Staffordshire County Council this week released Part 2 of its countryside estate review for consideration by the Prosperous Staffordshire Scrutiny Committee next Tuesday (24th May)
Following on from its decision to remove sale as an option for parts of the Countryside Estate after public condemnation throughout 2015 Staffordshire County Council have now released further information regarding the outcome of the consultation and the decision process ahead.
Some key points from the papers
- The petition of nearly 12,000 people to oppose the sale or privatisation of Green Spaces in Staffordshire is misrepresented and dismissed as only 7,000 against the sale of Cannock Chase because only 555 people responding to their consultation. There is no reference to the full council debate and unanimous named vote to accept the petition.
- Option A (to remain with the County Council) is overwhelmingly supported by the respondents with 77% agreeing or strongly agreeing, whilst the options the council are proceeding with for ALL sites are Option C (to establish partnership of landowners) and Option B (Transfer of management site by site) are the least supported options at 24% and 37%.
- In the section on legal issues and key risks it clearly states “This may involve the transfer of County Assets (but not land) to an organisation…” It is not clear what these assets are.
- The cabinet member wants delegated responsibility to make decisions on the final management proposals, unless there is significant change or impact on the public or the level of service, the criteria for this is not discussed.
- There will be further public engagement on a site by site basis
- 50 (Full Time Equivalent) staff will be affected by the proposals
- Rights of way and path maintenance is not covered at all
Yet again we have to wait for the next stage for more specific details to emerge. Whilst we welcome the decision last year not to sell our Countryside in response to our campaign the devil remains in the detail which we are yet to see.

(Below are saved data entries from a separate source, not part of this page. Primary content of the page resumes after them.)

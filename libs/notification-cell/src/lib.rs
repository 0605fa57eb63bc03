//! Booking confirmation emails sent through an HTTP email API.

pub mod models;
pub mod services;

pub use models::EmailMessage;
pub use services::{render_confirmation, EmailNotificationService};
use std::env;
use tracing::warn;

#[derive(Debug, Clone)]
pub struct AppConfig {
    pub server_port: u16,
    pub supabase_url: String,
    pub supabase_anon_key: String,
    pub supabase_jwt_secret: String,
    pub video_meeting_api_url: String,
    pub video_meeting_api_token: String,
    pub email_api_url: String,
    pub email_api_key: String,
    pub email_from_address: String,
    pub practice_name: String,
    pub booking_reference_prefix: String,
    pub booking_reference_max_attempts: u32,
}

impl Default for AppConfig {
    fn default() -> Self {
        Self {
            server_port: 3000,
            supabase_url: String::new(),
            supabase_anon_key: String::new(),
            supabase_jwt_secret: String::new(),
            video_meeting_api_url: String::new(),
            video_meeting_api_token: String::new(),
            email_api_url: String::new(),
            email_api_key: String::new(),
            email_from_address: "bookings@localhost".to_string(),
            practice_name: "Therapy Practice".to_string(),
            booking_reference_prefix: "BK".to_string(),
            booking_reference_max_attempts: 5,
        }
    }
}

impl AppConfig {
    pub fn from_env() -> Self {
        let defaults = Self::default();

        let config = Self {
            server_port: env::var("SERVER_PORT")
                .ok()
                .and_then(|port| port.parse().ok())
                .unwrap_or(defaults.server_port),
            supabase_url: env::var("SUPABASE_URL")
                .unwrap_or_else(|_| {
                    warn!("SUPABASE_URL not set, bookings will be kept in memory");
                    String::new()
                }),
            supabase_anon_key: env::var("SUPABASE_ANON_PUBLIC_KEY")
                .unwrap_or_else(|_| {
                    warn!("SUPABASE_ANON_PUBLIC_KEY not set, using empty value");
                    String::new()
                }),
            supabase_jwt_secret: env::var("SUPABASE_JWT_SECRET")
                .unwrap_or_else(|_| {
                    warn!("SUPABASE_JWT_SECRET not set, bearer tokens will be rejected");
                    String::new()
                }),
            video_meeting_api_url: env::var("VIDEO_MEETING_API_URL")
                .unwrap_or_else(|_| {
                    warn!("VIDEO_MEETING_API_URL not set, video bookings will have no meeting link");
                    String::new()
                }),
            video_meeting_api_token: env::var("VIDEO_MEETING_API_TOKEN")
                .unwrap_or_else(|_| {
                    warn!("VIDEO_MEETING_API_TOKEN not set, using empty value");
                    String::new()
                }),
            email_api_url: env::var("EMAIL_API_URL")
                .unwrap_or_else(|_| {
                    warn!("EMAIL_API_URL not set, confirmations will only be logged");
                    String::new()
                }),
            email_api_key: env::var("EMAIL_API_KEY")
                .unwrap_or_else(|_| {
                    warn!("EMAIL_API_KEY not set, using empty value");
                    String::new()
                }),
            email_from_address: env::var("EMAIL_FROM_ADDRESS")
                .unwrap_or(defaults.email_from_address),
            practice_name: env::var("PRACTICE_NAME").unwrap_or(defaults.practice_name),
            booking_reference_prefix: env::var("BOOKING_REFERENCE_PREFIX")
                .unwrap_or(defaults.booking_reference_prefix),
            booking_reference_max_attempts: env::var("BOOKING_REFERENCE_MAX_ATTEMPTS")
                .ok()
                .and_then(|attempts| attempts.parse().ok())
                .filter(|attempts: &u32| *attempts > 0)
                .unwrap_or(defaults.booking_reference_max_attempts),
        };

        if !config.is_database_configured() {
            warn!("Database not configured - running with the in-memory booking store");
        }

        config
    }

    pub fn is_database_configured(&self) -> bool {
        !self.supabase_url.is_empty() && !self.supabase_anon_key.is_empty()
    }

    pub fn is_auth_configured(&self) -> bool {
        !self.supabase_jwt_secret.is_empty()
    }

    pub fn is_video_meeting_configured(&self) -> bool {
        !self.video_meeting_api_url.is_empty() && !self.video_meeting_api_token.is_empty()
    }

    pub fn is_email_configured(&self) -> bool {
        !self.email_api_url.is_empty() && !self.email_api_key.is_empty()
    }
}
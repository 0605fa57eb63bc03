use chrono::{DateTime, Utc};
use serde::{Deserialize, Serialize};

#[derive(Debug, Serialize, Deserialize)]
pub struct JwtClaims {
    pub sub: String,
    pub exp: Option<u64>,
    pub email: Option<String>,
    pub role: Option<String>,
    pub user_metadata: Option<serde_json::Value>,
    pub aud: Option<String>,
    pub iat: Option<u64>,
}

#[derive(Debug, Clone, Serialize, Deserialize)]
pub struct User {
    pub id: String,
    pub email: Option<String>,
    pub role: Option<String>,
    pub metadata: Option<serde_json::Value>,
    pub created_at: Option<DateTime<Utc>>,
}

impl User {
    pub fn has_role(&self, role: &str) -> bool {
        self.role.as_deref() == Some(role)
    }

    /// Reception and admin accounts act on behalf of clients.
    pub fn is_staff(&self) -> bool {
        self.has_role("admin") || self.has_role("reception") || self.has_role("therapist")
    }
}
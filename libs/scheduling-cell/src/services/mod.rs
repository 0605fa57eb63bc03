pub mod availability;
pub mod booking;
pub mod calendar;
pub mod dispatch;
pub mod lifecycle;
pub mod reference;
pub mod schedule;

pub use availability::{compute_available_slots, AvailabilityService, AvailableSlots};
pub use booking::{BookingCreated, BookingService};
pub use schedule::{validate_schedule_config, ScheduleService};
pub mod email;
pub mod templates;

pub use email::EmailNotificationService;
pub use templates::render_confirmation;
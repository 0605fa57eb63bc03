// libs/video-conferencing-cell/src/services/meetings.rs
use async_trait::async_trait;
use reqwest::Client;
use tracing::{debug, error, info, warn};

use scheduling_cell::services::dispatch::{MeetingLinkProvider, MeetingLinkRequest};
use shared_config::AppConfig;

use crate::models::{CreateMeetingRequest, MeetingResponse, VideoConferencingError};

/// Client for the meeting provider's REST API.
#[derive(Debug)]
pub struct VideoMeetingClient {
    client: Client,
    api_token: String,
    base_url: String,
}

impl VideoMeetingClient {
    pub fn new(config: &AppConfig) -> Result<Self, VideoConferencingError> {
        if !config.is_video_meeting_configured() {
            return Err(VideoConferencingError::NotConfigured);
        }

        Ok(Self {
            client: Client::new(),
            api_token: config.video_meeting_api_token.clone(),
            base_url: config.video_meeting_api_url.trim_end_matches('/').to_string(),
        })
    }

    /// Create a meeting. A repeated `idempotency_key` returns the meeting
    /// created the first time.
    /// POST /meetings
    pub async fn create_meeting(
        &self,
        request: &MeetingLinkRequest,
    ) -> Result<MeetingResponse, VideoConferencingError> {
        let url = format!("{}/meetings", self.base_url);

        let body = CreateMeetingRequest {
            title: request.summary.clone(),
            description: request.description.clone(),
            start_time: request.start,
            end_time: request.end,
            attendees: request.attendees.clone(),
        };

        debug!("Sending meeting creation request to: {}", url);

        let response = self
            .client
            .post(&url)
            .header("Authorization", format!("Bearer {}", self.api_token))
            .header("Idempotency-Key", &request.idempotency_key)
            .json(&body)
            .send()
            .await?;

        let status = response.status();
        let response_text = response.text().await?;

        if !status.is_success() {
            error!("Meeting creation failed: {} - {}", status, response_text);
            return Err(VideoConferencingError::ProviderError {
                message: format!("HTTP {}: {}", status, response_text),
            });
        }

        let meeting: MeetingResponse = serde_json::from_str(&response_text).map_err(|e| {
            VideoConferencingError::ProviderError {
                message: format!("Failed to parse meeting response: {}", e),
            }
        })?;

        if meeting.join_url.trim().is_empty() {
            return Err(VideoConferencingError::ProviderError {
                message: format!("Meeting {} has no join URL", meeting.id),
            });
        }

        info!("Created meeting {} for booking {}", meeting.id, request.idempotency_key);
        Ok(meeting)
    }
}

#[async_trait]
impl MeetingLinkProvider for VideoMeetingClient {
    async fn create_meeting_link(&self, request: &MeetingLinkRequest) -> Option<String> {
        match self.create_meeting(request).await {
            Ok(meeting) => Some(meeting.join_url),
            Err(e) => {
                warn!(
                    "No meeting link for booking {}: {}",
                    request.idempotency_key, e
                );
                None
            }
        }
    }
}
use axum_extra::TypedHeader;
use headers::{authorization::Bearer, Authorization};

use shared_models::auth::User;
use shared_models::error::AppError;

use crate::jwt::validate_token;

/// Resolve the caller of a route that accepts anonymous requests.
///
/// No header means an anonymous caller. A header that is present but does not
/// validate is rejected rather than silently downgraded to anonymous.
pub fn resolve_optional_user(
    auth: Option<&TypedHeader<Authorization<Bearer>>>,
    jwt_secret: &str,
) -> Result<Option<User>, AppError> {
    match auth {
        None => Ok(None),
        Some(TypedHeader(header)) => validate_token(header.token(), jwt_secret)
            .map(Some)
            .map_err(AppError::Auth),
    }
}

/// Resolve the caller of a route that requires a staff account.
pub fn require_staff(
    auth: Option<&TypedHeader<Authorization<Bearer>>>,
    jwt_secret: &str,
) -> Result<User, AppError> {
    let user = resolve_optional_user(auth, jwt_secret)?
        .ok_or_else(|| AppError::Auth("Missing authorization header".to_string()))?;

    if !user.is_staff() {
        return Err(AppError::Auth("Staff account required".to_string()));
    }

    Ok(user)
}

It is disappointing that we have a clear statement of support for the council to retain the management of the countryside estate which is just ignored in an attempt to push through a pre-determined course of action, ‘if we can’t sell it we will get volunteers to run it’. It is a flawed strategy delivered without imagination or the interests of Staffordshire residents
Again we have more questions than answers. Beyond the statement to drive all management to a partnership of landowners or transfer of management there is a continued lack of clarity on the details for any proposal. The priorities for each site in terms of both public amenity and ecological conservation are not explained in sufficient detail to facilitate accurate appraisal of the progress being made and this, accompanied by a preference for the cabinet member to be trusted with all decisions, is a worrying development in the face of such widespread public interest.
We seek to understand, as stated, which assets might be sold? What is the criteria for referral of decision making for oversight? To what extent will private organisations take on the partnership role? When will we see any kind of independent community impact assessment? Why have the council ignored the public desire to retain management in favour of other options not supported by the residents of Staffordshire? What is the emphasis for the scoring of the evaluation criteria for procurement options? How will public engagement proceed on a site-by-site basis? These and more questions will be asked of council leaders at the scrutiny committee next week.
Staffordshire County Council are considering options to change the management or ownership of up to 6000 acres of our Countryside across 18 locations in the County including beloved areas including Cannock Chase, Chasewater including Norton Bog and Apedale Community Country Park as well as many locally important picnic sites and similar. Options initially included the private sale and private management as well as industrial or commercial development or transfer to local community/third sector groups.
Campaigners have been working hard to raise the profile of this issue and are supported by over 11,700 signatories calling to ensure private business plays no part in the sale or management of the Countryside estate. This has been supported by a walk along the Cannock Chase Heritage Trail, a direct petition signing and promotion event weekend at each of the Country Parks under threat, a Thunderclap message to all councillors on the council scrutiny committee and a strong presence at the meeting in September as well as the cabinet meeting in October.
The petition ran for six months was presented to councillors to accept as part of their consultation in to the future of the Countryside. Whilst there have been repeated statements from council leaders that Cannock Chase would not be sold the fate of three small areas in the county was handed over to the Council’s Penda partnership to facilitate their sale. The sale option was removed from the consultation following earlier pressure from the campaign.
The date this is considered at Scrutiny is Tuesday 24th May, 10am at the County Buildings in Stafford. Again this is a meeting in public.
Full council papers
Medium Term Financial Strategy
The four options under consideration are:
A: Maintain council ownership and seek opportunities to increase income from existing sites by working with volunteers, community, third sector and private parties;
B: Transfer management on a site-by-site basis to local community or voluntary sector groups, such as parish councils;
C: Establish a partnership of landowners to manage all green spaces in a particular area;
D: Establish a not-for-profit trading company to run and develop parts of the estate.